[Stored data entries]
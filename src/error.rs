use std::path::PathBuf;
use thiserror::Error;

/// Main error type for Tailstat
#[derive(Error, Debug)]
pub enum TailstatError {
    /// Configuration related errors
    #[error("Configuration error: {0}")]
    Config(String),

    /// Configuration validation errors
    #[error("Configuration validation failed: {errors:?}")]
    ConfigValidation { errors: Vec<ValidationError> },

    /// Configuration file not found
    #[error("Configuration file not found: {path}")]
    ConfigNotFound { path: PathBuf },

    /// Invalid configuration value
    #[error("Invalid configuration value at {path}: {message}")]
    InvalidConfigValue { path: String, message: String },

    /// IO errors
    #[error("IO error: {context}: {source}")]
    Io {
        source: std::io::Error,
        context: String,
    },

    /// TOML deserialization errors
    #[error("TOML error: {0}")]
    Toml(#[from] toml::de::Error),

    /// TOML serialization errors
    #[error("TOML serialization error: {0}")]
    TomlSerialization(#[from] toml::ser::Error),

    /// JSON errors
    #[error("JSON error: {context}: {source}")]
    Json {
        source: serde_json::Error,
        context: String,
    },

    /// The log source could not be opened or followed. Fatal: there is
    /// nothing left to aggregate.
    #[error("Log source unavailable ({source_desc}): {reason}")]
    SourceUnavailable { source_desc: String, reason: String },

    /// Ingestion queue or snapshot hand-off closed underneath us
    #[error("Pipeline error: {0}")]
    Pipeline(String),

    /// Generic errors
    #[error(transparent)]
    Other(#[from] anyhow::Error),
}

/// Configuration validation error
#[derive(Debug, Clone)]
pub struct ValidationError {
    /// Path to the configuration key that failed validation
    pub path: String,
    /// Error message describing the validation failure
    pub message: String,
}

impl ValidationError {
    pub fn new(path: impl Into<String>, message: impl Into<String>) -> Self {
        Self {
            path: path.into(),
            message: message.into(),
        }
    }
}

/// Result type for Tailstat operations
pub type Result<T> = std::result::Result<T, TailstatError>;

#[cfg(test)]
mod tests {
    use super::*;
    use anyhow::Context;

    #[test]
    fn test_context_flows_into_other() {
        let failed: std::result::Result<(), std::io::Error> = Err(std::io::Error::new(
            std::io::ErrorKind::Other,
            "no threads left",
        ));
        let err: TailstatError = failed.context("Failed to create tokio runtime").unwrap_err().into();

        assert!(matches!(err, TailstatError::Other(_)));
        assert_eq!(err.to_string(), "Failed to create tokio runtime");
    }
}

→ Directions
Copy out the data in full, exactly.

→ Problem solution
filename src/error.rs
use std::path::PathBuf;
use thiserror::Error;

/// Main error type for Tailstat
#[derive(Error, Debug)]
pub enum TailstatError {
    /// Configuration related errors
    #[error("Configuration error: {0}")]
    Config(String),

    /// Configuration validation errors
    #[error("Configuration validation failed: {errors:?}")]
    ConfigValidation { errors: Vec<ValidationError> },

    /// Configuration file not found
    #[error("Configuration file not found: {path}")]
    ConfigNotFound { path: PathBuf },

    /// Invalid configuration value
    #[error("Invalid configuration value at {path}: {message}")]
    InvalidConfigValue { path: String, message: String },

    /// IO errors
    #[error("IO error: {context}: {source}")]
    Io {
        source: std::io::Error,
        context: String,
    },

    /// TOML deserialization errors
    #[error("TOML error: {0}")]
    Toml(#[from] toml::de::Error),

    /// TOML serialization errors
    #[error("TOML serialization error: {0}")]
    TomlSerialization(#[from] toml::ser::Error),

    /// JSON errors
    #[error("JSON error: {context}: {source}")]
    Json {
        source: serde_json::Error,
        context: String,
    },

    /// The log source could not be opened or followed. Fatal: there is
    /// nothing left to aggregate.
    #[error("Log source unavailable ({source_desc}): {reason}")]
    SourceUnavailable { source_desc: String, reason: String },

    /// Ingestion queue or snapshot hand-off closed underneath us
    #[error("Pipeline error: {0}")]
    Pipeline(String),

    /// Generic errors
    #[error(transparent)]
    Other(#[from] anyhow::Error),
}

/// Configuration validation error
#[derive(Debug, Clone)]
pub struct ValidationError {
    /// Path to the configuration key that failed validation
    pub path: String,
    /// Error message describing the validation failure
    pub message: String,
}

impl ValidationError {
    pub fn new(path: impl Into<String>, message: impl Into<String>) -> Self {
        Self {
            path: path.into(),
            message: message.into(),
        }
    }
}

/// Result type for Tailstat operations
pub type Result<T> = std::result::Result<T, TailstatError>;

#[cfg(test)]
mod tests {
    use super::*;
    use anyhow::Context;

    #[test]
    fn test_context_flows_into_other() {
        let failed: std::result::Result<(), std::io::Error> = Err(std::io::Error::new(
            std::io::ErrorKind::Other,
            "no threads left",
        ));
        let err: TailstatError = failed.context("Failed to create tokio runtime").unwrap_err().into();

        assert!(matches!(err, TailstatError::Other(_)));
        assert_eq!(err.to_string(), "Failed to create tokio runtime");
    }
}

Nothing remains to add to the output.